- **Exercise**
Report each line of the entries that contains the word "only", copied in full.

- **Exercise input**

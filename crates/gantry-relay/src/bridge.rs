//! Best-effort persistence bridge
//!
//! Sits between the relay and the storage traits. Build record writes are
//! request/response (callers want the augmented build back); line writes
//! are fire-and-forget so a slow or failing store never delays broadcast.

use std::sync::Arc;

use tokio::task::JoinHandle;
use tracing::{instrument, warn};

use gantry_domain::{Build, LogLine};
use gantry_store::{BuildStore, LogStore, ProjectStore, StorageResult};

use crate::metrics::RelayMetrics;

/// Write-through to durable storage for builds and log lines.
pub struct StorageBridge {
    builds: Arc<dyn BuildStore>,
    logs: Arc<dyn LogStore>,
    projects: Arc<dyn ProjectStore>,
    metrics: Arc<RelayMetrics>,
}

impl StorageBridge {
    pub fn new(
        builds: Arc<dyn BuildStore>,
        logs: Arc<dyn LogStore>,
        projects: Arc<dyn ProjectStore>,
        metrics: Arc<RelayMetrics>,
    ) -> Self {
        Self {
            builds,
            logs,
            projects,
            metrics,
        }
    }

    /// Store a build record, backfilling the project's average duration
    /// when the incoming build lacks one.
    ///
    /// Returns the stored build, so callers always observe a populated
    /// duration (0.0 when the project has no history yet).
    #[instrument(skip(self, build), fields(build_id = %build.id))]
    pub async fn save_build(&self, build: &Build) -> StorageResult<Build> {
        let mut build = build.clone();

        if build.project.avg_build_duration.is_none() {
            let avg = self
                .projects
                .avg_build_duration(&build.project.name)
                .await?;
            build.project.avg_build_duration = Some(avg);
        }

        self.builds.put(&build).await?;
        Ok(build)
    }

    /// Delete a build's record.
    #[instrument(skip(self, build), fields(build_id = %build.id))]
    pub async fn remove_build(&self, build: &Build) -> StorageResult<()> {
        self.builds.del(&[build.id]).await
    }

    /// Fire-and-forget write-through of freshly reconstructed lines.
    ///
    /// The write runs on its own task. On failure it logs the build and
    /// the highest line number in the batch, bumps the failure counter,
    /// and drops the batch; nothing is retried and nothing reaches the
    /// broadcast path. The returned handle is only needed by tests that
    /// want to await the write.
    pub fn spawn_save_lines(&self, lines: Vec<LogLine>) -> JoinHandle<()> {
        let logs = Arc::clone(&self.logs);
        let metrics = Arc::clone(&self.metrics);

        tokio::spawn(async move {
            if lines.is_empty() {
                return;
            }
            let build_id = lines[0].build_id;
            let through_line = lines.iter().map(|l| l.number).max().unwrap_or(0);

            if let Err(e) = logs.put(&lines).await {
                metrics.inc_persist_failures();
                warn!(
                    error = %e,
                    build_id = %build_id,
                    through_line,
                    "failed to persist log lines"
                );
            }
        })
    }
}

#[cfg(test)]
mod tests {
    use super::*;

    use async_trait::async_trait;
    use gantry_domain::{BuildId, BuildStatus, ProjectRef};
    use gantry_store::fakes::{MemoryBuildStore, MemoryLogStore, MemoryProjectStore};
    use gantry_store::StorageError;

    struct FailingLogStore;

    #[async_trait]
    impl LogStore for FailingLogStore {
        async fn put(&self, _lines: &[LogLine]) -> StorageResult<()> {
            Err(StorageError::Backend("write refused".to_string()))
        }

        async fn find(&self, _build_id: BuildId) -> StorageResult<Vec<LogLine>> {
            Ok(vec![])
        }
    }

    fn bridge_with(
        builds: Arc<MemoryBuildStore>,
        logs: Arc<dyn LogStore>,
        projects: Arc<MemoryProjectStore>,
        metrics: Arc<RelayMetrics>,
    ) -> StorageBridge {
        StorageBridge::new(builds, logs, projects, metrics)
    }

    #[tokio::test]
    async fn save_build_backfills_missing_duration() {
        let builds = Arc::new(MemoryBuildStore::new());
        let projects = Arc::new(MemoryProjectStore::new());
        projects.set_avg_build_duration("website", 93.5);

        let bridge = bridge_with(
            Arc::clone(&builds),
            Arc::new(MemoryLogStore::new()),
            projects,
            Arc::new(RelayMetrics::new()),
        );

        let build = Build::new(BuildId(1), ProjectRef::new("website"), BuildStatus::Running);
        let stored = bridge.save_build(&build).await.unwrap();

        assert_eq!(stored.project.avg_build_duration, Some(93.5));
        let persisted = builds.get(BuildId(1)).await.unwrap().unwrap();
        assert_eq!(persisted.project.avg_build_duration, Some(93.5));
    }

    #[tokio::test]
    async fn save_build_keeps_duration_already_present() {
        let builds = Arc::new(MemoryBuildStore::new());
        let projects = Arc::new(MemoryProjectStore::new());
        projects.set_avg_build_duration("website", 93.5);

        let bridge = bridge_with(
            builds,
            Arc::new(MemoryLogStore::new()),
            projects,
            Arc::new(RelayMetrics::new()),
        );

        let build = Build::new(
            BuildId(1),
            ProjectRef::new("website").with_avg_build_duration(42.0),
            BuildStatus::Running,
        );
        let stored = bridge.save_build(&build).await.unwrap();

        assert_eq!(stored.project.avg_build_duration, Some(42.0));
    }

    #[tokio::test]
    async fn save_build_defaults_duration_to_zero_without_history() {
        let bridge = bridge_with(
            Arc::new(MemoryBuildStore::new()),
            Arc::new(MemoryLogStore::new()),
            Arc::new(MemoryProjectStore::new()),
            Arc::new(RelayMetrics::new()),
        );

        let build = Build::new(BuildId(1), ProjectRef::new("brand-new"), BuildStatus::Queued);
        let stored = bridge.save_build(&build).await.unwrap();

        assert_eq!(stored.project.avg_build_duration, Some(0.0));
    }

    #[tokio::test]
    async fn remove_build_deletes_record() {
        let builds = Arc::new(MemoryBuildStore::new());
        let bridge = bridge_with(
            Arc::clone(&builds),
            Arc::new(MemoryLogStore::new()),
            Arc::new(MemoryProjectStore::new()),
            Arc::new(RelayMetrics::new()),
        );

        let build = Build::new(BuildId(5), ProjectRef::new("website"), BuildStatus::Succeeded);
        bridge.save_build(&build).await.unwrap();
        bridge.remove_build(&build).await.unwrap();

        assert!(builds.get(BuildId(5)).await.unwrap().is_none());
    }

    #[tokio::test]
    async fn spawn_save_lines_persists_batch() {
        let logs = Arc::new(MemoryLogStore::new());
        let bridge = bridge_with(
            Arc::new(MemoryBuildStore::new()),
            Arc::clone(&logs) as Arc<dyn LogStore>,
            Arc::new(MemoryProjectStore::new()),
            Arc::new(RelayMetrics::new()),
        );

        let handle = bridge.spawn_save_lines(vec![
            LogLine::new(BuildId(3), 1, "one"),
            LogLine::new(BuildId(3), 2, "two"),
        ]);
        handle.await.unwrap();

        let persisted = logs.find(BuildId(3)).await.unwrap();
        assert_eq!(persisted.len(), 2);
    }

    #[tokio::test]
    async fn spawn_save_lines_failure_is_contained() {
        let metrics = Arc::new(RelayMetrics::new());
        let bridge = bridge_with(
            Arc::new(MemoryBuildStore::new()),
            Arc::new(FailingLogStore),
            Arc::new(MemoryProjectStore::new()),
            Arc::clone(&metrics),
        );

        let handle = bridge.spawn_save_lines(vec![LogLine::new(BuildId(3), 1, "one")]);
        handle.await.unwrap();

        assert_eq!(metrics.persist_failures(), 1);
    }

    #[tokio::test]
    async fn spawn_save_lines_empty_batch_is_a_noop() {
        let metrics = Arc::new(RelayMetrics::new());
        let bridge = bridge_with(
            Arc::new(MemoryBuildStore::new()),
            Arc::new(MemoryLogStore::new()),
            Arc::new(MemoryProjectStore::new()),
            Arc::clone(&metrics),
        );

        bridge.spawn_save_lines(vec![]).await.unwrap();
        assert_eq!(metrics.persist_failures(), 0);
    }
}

...

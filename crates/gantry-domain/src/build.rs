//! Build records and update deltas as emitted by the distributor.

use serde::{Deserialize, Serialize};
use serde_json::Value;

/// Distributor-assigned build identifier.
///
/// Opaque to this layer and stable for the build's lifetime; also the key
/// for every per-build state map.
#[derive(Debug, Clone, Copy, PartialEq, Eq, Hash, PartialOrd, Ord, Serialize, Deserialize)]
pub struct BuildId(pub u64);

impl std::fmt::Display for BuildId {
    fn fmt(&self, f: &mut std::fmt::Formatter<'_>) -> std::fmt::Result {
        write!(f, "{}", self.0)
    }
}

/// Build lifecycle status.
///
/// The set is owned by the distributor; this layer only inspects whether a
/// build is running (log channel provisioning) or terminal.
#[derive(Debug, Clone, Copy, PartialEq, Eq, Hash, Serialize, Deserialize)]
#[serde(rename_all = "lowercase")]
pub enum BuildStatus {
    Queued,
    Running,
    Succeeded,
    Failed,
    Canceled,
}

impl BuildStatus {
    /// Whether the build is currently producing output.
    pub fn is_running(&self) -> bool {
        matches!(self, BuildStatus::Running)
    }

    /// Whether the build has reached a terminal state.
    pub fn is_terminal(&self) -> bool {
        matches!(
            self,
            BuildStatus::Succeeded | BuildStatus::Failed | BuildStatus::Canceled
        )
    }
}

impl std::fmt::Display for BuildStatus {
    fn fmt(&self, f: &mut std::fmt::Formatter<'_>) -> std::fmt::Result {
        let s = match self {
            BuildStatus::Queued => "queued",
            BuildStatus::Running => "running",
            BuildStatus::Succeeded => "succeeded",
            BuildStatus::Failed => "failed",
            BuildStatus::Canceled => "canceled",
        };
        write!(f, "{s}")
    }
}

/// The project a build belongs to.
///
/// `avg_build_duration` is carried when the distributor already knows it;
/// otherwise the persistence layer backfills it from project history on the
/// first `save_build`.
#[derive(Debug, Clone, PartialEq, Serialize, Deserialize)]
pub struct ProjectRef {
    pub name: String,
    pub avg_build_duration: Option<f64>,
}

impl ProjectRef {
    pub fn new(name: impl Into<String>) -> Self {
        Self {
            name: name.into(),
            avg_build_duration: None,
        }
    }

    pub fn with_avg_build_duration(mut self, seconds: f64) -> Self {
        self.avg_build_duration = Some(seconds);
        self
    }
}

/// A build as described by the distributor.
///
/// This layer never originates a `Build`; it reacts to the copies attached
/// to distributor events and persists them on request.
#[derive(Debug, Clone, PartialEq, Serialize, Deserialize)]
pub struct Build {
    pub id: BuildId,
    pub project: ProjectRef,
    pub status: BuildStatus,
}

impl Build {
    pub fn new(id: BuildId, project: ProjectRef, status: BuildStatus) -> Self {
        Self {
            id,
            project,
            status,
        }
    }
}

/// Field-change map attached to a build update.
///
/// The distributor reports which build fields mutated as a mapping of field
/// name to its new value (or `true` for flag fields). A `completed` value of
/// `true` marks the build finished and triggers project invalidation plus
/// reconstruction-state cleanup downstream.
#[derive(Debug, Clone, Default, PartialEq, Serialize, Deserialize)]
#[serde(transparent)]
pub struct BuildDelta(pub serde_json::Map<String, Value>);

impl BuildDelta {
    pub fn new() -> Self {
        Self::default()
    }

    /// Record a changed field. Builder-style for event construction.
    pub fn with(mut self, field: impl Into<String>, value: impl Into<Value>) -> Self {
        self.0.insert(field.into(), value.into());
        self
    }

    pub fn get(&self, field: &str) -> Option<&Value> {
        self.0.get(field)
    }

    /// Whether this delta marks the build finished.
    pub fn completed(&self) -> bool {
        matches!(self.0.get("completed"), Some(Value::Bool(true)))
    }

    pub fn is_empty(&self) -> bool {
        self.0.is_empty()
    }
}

--

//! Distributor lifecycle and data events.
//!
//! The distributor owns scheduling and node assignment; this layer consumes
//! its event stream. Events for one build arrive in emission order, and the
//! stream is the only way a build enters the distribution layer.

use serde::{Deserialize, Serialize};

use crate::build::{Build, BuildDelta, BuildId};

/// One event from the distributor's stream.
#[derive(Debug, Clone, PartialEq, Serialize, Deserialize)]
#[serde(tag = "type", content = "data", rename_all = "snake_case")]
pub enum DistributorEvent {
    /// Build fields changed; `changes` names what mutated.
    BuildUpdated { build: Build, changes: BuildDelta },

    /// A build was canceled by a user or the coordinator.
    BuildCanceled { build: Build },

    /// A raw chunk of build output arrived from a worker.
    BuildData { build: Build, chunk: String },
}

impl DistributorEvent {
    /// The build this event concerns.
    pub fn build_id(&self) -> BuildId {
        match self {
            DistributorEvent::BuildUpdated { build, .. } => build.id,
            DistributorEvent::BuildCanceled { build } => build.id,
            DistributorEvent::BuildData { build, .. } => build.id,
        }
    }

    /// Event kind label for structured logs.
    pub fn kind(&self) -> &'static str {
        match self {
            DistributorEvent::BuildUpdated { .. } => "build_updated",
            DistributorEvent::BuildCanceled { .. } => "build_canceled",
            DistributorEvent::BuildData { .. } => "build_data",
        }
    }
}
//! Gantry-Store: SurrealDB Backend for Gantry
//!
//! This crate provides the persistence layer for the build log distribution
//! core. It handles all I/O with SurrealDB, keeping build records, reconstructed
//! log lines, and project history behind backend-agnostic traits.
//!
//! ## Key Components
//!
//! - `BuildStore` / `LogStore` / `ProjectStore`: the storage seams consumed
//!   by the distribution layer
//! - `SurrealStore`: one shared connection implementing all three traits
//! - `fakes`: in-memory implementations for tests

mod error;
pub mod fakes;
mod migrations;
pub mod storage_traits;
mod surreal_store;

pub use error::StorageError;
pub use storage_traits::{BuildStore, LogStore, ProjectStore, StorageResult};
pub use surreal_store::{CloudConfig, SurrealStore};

- **Answer to the exercise**
    /// broadcast path. The returned handle is only needed by tests that
/// The set is owned by the distributor; this layer only inspects whether a
//! stream is the only way a build enters the distribution layer.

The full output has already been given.